-------- EXCERPTED DATA

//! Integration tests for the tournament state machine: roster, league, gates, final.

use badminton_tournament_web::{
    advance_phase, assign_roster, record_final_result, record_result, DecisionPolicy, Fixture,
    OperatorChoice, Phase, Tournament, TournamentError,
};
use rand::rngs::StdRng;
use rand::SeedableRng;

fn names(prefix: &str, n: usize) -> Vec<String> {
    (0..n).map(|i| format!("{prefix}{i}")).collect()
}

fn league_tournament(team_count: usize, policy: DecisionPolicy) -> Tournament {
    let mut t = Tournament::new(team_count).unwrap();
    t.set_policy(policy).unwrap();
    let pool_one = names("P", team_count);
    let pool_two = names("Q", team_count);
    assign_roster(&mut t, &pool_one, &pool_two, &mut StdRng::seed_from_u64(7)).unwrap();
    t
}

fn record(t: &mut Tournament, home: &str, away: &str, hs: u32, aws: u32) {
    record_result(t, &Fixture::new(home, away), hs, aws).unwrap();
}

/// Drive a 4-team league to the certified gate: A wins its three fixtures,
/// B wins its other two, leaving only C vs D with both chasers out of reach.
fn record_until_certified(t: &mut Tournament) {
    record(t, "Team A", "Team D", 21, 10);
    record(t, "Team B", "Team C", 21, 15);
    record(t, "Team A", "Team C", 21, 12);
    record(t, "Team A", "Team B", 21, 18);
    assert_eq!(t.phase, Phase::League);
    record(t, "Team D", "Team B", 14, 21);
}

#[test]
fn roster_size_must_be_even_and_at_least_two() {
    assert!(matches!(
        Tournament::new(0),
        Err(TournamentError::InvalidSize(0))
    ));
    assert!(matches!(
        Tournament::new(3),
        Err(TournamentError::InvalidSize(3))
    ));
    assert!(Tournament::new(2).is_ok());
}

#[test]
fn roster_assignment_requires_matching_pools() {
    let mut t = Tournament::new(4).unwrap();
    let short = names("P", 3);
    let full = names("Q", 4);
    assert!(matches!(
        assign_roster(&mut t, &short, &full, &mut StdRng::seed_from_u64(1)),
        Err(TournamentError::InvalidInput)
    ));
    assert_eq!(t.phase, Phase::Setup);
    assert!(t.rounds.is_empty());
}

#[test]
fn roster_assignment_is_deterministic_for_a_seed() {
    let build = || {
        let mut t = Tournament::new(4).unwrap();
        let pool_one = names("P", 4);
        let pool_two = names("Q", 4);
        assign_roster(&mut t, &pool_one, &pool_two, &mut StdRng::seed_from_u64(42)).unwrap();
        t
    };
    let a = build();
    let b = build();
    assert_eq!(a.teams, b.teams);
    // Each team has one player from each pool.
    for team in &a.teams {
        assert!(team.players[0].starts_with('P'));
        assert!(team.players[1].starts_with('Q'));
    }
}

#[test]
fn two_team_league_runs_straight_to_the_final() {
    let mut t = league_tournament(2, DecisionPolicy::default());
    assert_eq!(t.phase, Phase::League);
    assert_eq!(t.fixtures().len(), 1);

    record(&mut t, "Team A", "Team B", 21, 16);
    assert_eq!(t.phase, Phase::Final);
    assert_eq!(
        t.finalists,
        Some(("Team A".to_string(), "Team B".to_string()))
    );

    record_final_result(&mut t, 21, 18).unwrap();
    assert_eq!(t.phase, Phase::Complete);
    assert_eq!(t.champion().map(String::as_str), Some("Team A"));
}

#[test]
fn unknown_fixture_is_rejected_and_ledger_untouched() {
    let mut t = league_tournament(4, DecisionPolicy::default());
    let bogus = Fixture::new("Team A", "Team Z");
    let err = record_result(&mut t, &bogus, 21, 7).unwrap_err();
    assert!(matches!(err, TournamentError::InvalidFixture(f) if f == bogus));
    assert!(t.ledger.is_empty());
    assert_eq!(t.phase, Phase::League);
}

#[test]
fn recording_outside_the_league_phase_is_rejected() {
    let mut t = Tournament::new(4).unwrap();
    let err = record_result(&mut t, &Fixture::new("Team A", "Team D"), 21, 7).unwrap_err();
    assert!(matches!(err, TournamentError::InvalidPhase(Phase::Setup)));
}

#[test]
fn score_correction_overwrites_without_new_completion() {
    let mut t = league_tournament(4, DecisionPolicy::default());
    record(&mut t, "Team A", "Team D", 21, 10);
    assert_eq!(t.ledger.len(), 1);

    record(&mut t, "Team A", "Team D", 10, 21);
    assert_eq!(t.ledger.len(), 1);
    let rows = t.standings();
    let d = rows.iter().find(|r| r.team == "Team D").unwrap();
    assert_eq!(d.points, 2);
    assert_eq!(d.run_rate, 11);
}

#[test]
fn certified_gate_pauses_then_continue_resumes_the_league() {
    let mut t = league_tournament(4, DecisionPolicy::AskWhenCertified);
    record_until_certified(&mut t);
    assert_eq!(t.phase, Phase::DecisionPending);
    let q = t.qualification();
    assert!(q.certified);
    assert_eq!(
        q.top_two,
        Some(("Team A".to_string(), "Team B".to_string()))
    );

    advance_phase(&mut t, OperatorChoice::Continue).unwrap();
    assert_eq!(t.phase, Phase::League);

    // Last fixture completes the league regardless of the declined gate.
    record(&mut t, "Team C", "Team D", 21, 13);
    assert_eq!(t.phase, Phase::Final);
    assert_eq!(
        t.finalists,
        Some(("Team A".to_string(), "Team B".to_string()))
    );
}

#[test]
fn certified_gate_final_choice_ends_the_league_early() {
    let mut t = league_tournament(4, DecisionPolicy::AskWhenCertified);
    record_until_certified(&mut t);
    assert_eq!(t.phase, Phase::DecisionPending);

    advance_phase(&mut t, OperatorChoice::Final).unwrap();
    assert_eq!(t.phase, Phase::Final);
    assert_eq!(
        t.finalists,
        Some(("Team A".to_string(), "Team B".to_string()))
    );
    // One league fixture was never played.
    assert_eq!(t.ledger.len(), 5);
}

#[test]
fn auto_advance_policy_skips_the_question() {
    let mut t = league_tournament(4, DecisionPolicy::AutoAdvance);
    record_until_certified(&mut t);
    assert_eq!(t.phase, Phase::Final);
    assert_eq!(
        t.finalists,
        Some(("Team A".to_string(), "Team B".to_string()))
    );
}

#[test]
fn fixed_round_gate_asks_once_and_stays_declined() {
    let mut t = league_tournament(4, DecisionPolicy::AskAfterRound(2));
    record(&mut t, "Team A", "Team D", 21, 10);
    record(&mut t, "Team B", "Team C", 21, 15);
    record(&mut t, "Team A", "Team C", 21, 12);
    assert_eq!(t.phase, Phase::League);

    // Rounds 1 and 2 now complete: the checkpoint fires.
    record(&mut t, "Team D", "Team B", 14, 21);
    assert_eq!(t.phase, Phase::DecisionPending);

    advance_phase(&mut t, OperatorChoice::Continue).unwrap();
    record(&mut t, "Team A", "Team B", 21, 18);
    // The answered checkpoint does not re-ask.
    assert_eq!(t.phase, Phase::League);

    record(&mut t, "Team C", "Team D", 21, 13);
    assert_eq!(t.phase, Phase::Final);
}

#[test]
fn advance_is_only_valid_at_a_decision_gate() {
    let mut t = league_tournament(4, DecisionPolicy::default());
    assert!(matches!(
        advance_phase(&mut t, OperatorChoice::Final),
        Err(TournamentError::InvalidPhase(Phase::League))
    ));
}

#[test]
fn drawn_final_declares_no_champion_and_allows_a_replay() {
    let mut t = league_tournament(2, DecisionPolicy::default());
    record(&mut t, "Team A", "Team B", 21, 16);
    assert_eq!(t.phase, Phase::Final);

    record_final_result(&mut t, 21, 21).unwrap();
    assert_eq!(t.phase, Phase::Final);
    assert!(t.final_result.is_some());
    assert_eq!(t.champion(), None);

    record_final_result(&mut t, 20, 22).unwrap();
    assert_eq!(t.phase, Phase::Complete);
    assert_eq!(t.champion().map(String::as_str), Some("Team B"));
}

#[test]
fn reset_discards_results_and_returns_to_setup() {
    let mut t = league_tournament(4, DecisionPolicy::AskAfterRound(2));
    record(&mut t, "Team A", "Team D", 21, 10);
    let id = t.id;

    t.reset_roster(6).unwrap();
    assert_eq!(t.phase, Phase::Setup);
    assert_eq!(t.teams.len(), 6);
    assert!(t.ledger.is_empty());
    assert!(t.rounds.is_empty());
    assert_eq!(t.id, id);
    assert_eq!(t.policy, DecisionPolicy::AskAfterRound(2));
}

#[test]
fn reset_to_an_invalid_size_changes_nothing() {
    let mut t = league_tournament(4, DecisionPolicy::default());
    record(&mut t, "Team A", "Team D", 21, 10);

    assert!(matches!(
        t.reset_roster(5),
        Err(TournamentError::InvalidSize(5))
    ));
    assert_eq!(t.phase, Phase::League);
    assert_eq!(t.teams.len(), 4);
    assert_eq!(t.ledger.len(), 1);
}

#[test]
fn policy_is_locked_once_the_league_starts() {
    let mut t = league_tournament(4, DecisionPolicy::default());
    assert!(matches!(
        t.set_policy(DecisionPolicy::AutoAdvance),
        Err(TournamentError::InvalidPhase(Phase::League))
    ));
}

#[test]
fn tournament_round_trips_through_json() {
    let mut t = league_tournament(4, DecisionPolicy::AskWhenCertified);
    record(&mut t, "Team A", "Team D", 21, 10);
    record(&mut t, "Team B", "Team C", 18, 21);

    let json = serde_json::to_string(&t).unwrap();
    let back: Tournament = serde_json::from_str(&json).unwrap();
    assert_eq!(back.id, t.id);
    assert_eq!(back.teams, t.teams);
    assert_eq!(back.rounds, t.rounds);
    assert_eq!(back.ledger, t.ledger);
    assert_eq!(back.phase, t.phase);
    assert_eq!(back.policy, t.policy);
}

----------------

*WHAT IS BEING ASKED*: Your answer must consist solely of the lines above between the line holding "t.set_policy(policy).unwrap();" and the line holding "out of reach.", inclusive, copied exactly.

*RESPONSE*:
    t.set_policy(policy).unwrap();
    let pool_one = names("P", team_count);
    let pool_two = names("Q", team_count);
    assign_roster(&mut t, &pool_one, &pool_two, &mut StdRng::seed_from_u64(7)).unwrap();
    t
}

fn record(t: &mut Tournament, home: &str, away: &str, hs: u32, aws: u32) {
    record_result(t, &Fixture::new(home, away), hs, aws).unwrap();
}

/// Drive a 4-team league to the certified gate: A wins its three fixtures,
/// B wins its other two, leaving only C vs D with both chasers out of reach.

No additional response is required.